■ Record excerpts
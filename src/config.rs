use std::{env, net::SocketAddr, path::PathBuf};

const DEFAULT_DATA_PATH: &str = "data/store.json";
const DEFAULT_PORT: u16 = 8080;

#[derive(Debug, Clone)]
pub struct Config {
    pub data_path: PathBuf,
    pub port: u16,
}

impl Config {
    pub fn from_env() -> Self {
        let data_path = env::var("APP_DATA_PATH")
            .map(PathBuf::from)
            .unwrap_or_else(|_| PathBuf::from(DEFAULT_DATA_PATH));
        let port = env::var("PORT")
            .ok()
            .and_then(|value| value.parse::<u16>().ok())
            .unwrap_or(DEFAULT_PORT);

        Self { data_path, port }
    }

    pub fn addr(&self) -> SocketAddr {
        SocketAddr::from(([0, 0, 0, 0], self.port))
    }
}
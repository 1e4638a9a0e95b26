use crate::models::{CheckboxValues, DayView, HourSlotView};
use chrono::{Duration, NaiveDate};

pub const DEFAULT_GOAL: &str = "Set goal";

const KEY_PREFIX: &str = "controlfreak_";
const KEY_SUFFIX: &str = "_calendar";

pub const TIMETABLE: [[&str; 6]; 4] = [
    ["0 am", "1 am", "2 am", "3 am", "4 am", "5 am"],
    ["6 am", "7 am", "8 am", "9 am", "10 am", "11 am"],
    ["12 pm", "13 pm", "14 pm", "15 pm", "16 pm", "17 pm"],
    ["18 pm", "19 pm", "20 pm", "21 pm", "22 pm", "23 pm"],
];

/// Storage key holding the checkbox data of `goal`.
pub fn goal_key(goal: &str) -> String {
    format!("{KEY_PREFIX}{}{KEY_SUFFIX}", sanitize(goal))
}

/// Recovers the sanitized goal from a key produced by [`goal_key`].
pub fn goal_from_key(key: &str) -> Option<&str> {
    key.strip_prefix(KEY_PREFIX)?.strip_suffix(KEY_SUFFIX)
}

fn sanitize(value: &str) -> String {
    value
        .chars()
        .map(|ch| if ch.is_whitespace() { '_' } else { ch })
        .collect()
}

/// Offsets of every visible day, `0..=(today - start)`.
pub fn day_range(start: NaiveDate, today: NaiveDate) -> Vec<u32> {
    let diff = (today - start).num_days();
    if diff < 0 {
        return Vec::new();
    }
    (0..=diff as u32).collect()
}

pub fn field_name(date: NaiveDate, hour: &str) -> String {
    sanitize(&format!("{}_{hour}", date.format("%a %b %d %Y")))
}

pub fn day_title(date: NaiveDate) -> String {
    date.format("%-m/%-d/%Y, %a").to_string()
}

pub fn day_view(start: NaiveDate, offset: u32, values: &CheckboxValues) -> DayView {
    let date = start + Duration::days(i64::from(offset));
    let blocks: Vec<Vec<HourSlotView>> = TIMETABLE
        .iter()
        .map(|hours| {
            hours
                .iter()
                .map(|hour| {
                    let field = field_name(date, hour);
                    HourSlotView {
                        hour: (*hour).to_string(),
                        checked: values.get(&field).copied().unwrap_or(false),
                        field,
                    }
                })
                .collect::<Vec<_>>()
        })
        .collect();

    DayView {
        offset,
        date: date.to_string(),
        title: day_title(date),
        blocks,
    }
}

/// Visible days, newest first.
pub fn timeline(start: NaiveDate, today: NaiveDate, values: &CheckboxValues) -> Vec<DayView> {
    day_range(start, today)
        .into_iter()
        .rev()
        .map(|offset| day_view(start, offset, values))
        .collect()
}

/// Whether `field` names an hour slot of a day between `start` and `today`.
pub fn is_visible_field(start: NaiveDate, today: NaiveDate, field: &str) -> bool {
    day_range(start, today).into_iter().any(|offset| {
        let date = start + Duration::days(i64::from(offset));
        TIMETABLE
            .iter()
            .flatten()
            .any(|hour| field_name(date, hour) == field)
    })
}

■ Activity
Go through the material above line by line and tally each one holding "HourSlotView"; give the tally and nothing else.

■ Output for this exercise
3